For this child I prayed.

For this child I prayed.

Tuesday 19 December 2017

Reflection

Well, it's that time of year again. Time to reflect on what 2017 brought us and what will come of 2018. Until designating time and energy into to look back I didn't realize how full this year was of life changing moments.
-Seizures were brought onto our radar. In April Layla had a cluster of many seizures including a grand mal seizure lasting over an hour. We were fearful that she wouldn't come out of it but I thank God that we were already at the hospital for this event and with multiple meds they were able to get her out of it. It was a very scary, eye opening day for us. We realized that seizures had been happening for a long time but we were unable to recognize them, and didn't know what to look for. This is an ongoing issue and regular meds have since prevented any major- long lasting seizures. There is a high chance that we will see increased seizure activity at some point but we are thankful that they are having minimal impact for her day to day activities. 
-Aaron went through a career change. It was a tough decision for him to move out of what he went to school for but it was the right change and he is in a much better work environment than he had been. 
-We went on the long awaited UCLA trip with the Undiagnosed Disease Network. There the Doctors confirmed Layla's diagnosis of Pontocerebellar Hypoplasia type2d. I wish that this diagnosis came with a treatment, that there was a way we could extend our time with her and how limited she is while with us, but unfortunately the prognosis isn't good. Our priority is to keep her as happy as possible (which she's been doing very good at lately), enjoy what time we have and now we can better make decisions with this information in mind. It has been a strange transition to be done with diagnostic testing but that has brought less poking and prodding and a little more peace.  
-With the help of many generous people within approximately 8 months we were able to fully pay off the wheelchair van. That blew me away. When we started the initial applications, I never saw that possible and it wouldn't have been without our generous community of people. This van has been a lifesaver. 
- We sold our first home and moved onto a second one that is better suited for Layla's needs. It's been a slow transition for me to bond to the new house but it's getting better. 
- And in bittersweet news we made the final decision to not attempt to expand our family naturally. The risk of recurrence was too high and we are not gamblers. We both knew that we weren't done with having kids. Our hearts have been broken and pieced back together many times over the past few years in this area. Attempting to prevent bitterness and anger is hard at times. Life is not fair. We all have these sensitive areas in our lives. Instead of focusing on what I cannot change I try to focus on what we do have control over. I knew that if the two of us gave up on having another child it will only add a wedge of sadness. So last January we met with an adoption agency. At this point we have fully completed our home study and are on the waitlist to bring another child into our lives in a different, yet still very beautiful way. We are trying to be patient through the very long and slow process.

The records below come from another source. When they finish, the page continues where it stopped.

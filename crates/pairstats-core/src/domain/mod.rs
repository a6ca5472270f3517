//! 거래 통계를 위한 도메인 모델.

mod calculations;
mod normalize;
mod ratio;
mod trade;

pub use calculations::*;
pub use normalize::*;
pub use ratio::*;
pub use trade::*;
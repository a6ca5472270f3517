//! tracing을 사용한 로깅 인프라.
//!
//! 출력 형식은 세 가지를 지원합니다:
//! - **pretty**: 개발용 사람이 읽기 쉬운 형식
//! - **json**: 로그 수집용 JSON 형식
//! - **compact**: 한 줄 형식

use tracing_subscriber::{
    fmt::{self, format::FmtSpan},
    layer::SubscriberExt,
    util::SubscriberInitExt,
    EnvFilter, Layer,
};

use crate::config::LoggingConfig;

/// 로그 출력 형식.
#[derive(Debug, Clone, Copy, Default, PartialEq, Eq)]
pub enum LogFormat {
    /// 색상이 포함된 사람이 읽기 쉬운 형식 (개발용)
    #[default]
    Pretty,
    /// 로그 집계용 JSON 형식
    Json,
    /// 간결한 한 줄 형식
    Compact,
}

impl std::str::FromStr for LogFormat {
    type Err = String;

    fn from_str(s: &str) -> Result<Self, Self::Err> {
        match s.trim().to_lowercase().as_str() {
            "pretty" => Ok(Self::Pretty),
            "json" => Ok(Self::Json),
            "compact" => Ok(Self::Compact),
            _ => Err(format!("Unknown log format: {}", s)),
        }
    }
}

/// 로깅 설정.
#[derive(Debug, Clone)]
pub struct LogConfig {
    /// 로그 레벨 필터 (예: "info", "pairstats_analytics=debug")
    pub level: String,
    /// 출력 형식
    pub format: LogFormat,
    /// span 진입/종료 이벤트 포함 여부
    pub with_span_events: bool,
    /// 파일명과 줄 번호 포함 여부
    pub with_file: bool,
    /// 대상(모듈 경로) 포함 여부
    pub with_target: bool,
}

impl Default for LogConfig {
    fn default() -> Self {
        Self {
            level: "info".to_string(),
            format: LogFormat::Pretty,
            with_span_events: false,
            with_file: false,
            with_target: true,
        }
    }
}

impl LogConfig {
    /// 새 로그 설정을 생성합니다.
    pub fn new(level: impl Into<String>) -> Self {
        Self {
            level: level.into(),
            ..Default::default()
        }
    }

    /// 로그 형식을 설정합니다.
    pub fn with_format(mut self, format: LogFormat) -> Self {
        self.format = format;
        self
    }

    /// span 이벤트를 활성화합니다.
    pub fn with_span_events(mut self, enabled: bool) -> Self {
        self.with_span_events = enabled;
        self
    }

    /// 환경 변수(`RUST_LOG`, `LOG_FORMAT`)에서 설정을 생성합니다.
    pub fn from_env() -> Self {
        let level = std::env::var("RUST_LOG").unwrap_or_else(|_| "info".to_string());
        let format = std::env::var("LOG_FORMAT")
            .ok()
            .and_then(|s| s.parse().ok())
            .unwrap_or_default();

        Self {
            level,
            format,
            ..Default::default()
        }
    }
}

impl From<&LoggingConfig> for LogConfig {
    fn from(cfg: &LoggingConfig) -> Self {
        // 알 수 없는 형식 문자열은 기본 형식으로 처리
        let format = cfg.format.parse().unwrap_or_default();
        Self::new(cfg.level.clone()).with_format(format)
    }
}

/// 주어진 설정으로 로깅 시스템을 초기화합니다.
///
/// `RUST_LOG`가 설정되어 있으면 설정 파일의 레벨보다 우선합니다.
///
/// # 예제
///
/// ```no_run
/// use pairstats_core::logging::{init_logging, LogConfig, LogFormat};
///
/// let config = LogConfig::new("debug").with_format(LogFormat::Json);
/// init_logging(config).unwrap();
/// ```
pub fn init_logging(config: LogConfig) -> Result<(), Box<dyn std::error::Error>> {
    let env_filter =
        EnvFilter::try_from_default_env().or_else(|_| EnvFilter::try_new(&config.level))?;

    let span_events = if config.with_span_events {
        FmtSpan::NEW | FmtSpan::CLOSE
    } else {
        FmtSpan::NONE
    };

    let fmt_layer = match config.format {
        LogFormat::Pretty => fmt::layer()
            .pretty()
            .with_file(config.with_file)
            .with_line_number(config.with_file)
            .with_target(config.with_target)
            .with_span_events(span_events)
            .with_writer(std::io::stderr)
            .boxed(),
        LogFormat::Json => fmt::layer()
            .json()
            .with_file(config.with_file)
            .with_line_number(config.with_file)
            .with_target(config.with_target)
            .with_span_events(span_events)
            .with_writer(std::io::stderr)
            .boxed(),
        LogFormat::Compact => fmt::layer()
            .compact()
            .with_file(config.with_file)
            .with_line_number(config.with_file)
            .with_target(config.with_target)
            .with_span_events(span_events)
            .with_writer(std::io::stderr)
            .boxed(),
    };

    tracing_subscriber::registry()
        .with(env_filter)
        .with(fmt_layer)
        .try_init()?;

    tracing::debug!(
        format = ?config.format,
        level = %config.level,
        "Logging initialized"
    );

    Ok(())
}

/// 환경 변수에서 로깅을 초기화합니다.
pub fn init_logging_from_env() -> Result<(), Box<dyn std::error::Error>> {
    init_logging(LogConfig::from_env())
}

It will likely be another year or two before we bring home another child. For now, we will focus on Layla. We want to work on making the house exactly what she needs by adding ceiling tracking and a roll in shower when we can. And try and save as much money as possible to go towards this costly decision of international adoption.
A lot of things are out of my hands at this point and I'm working on trusting that I have done the best with what I have and the rest will work itself out. Looking into 2018 I already have a growing list of things to sort out. But I am more confident these days in the great team of support around that it will not be fully put upon my shoulders and for that I am thankful. Cheers to another year.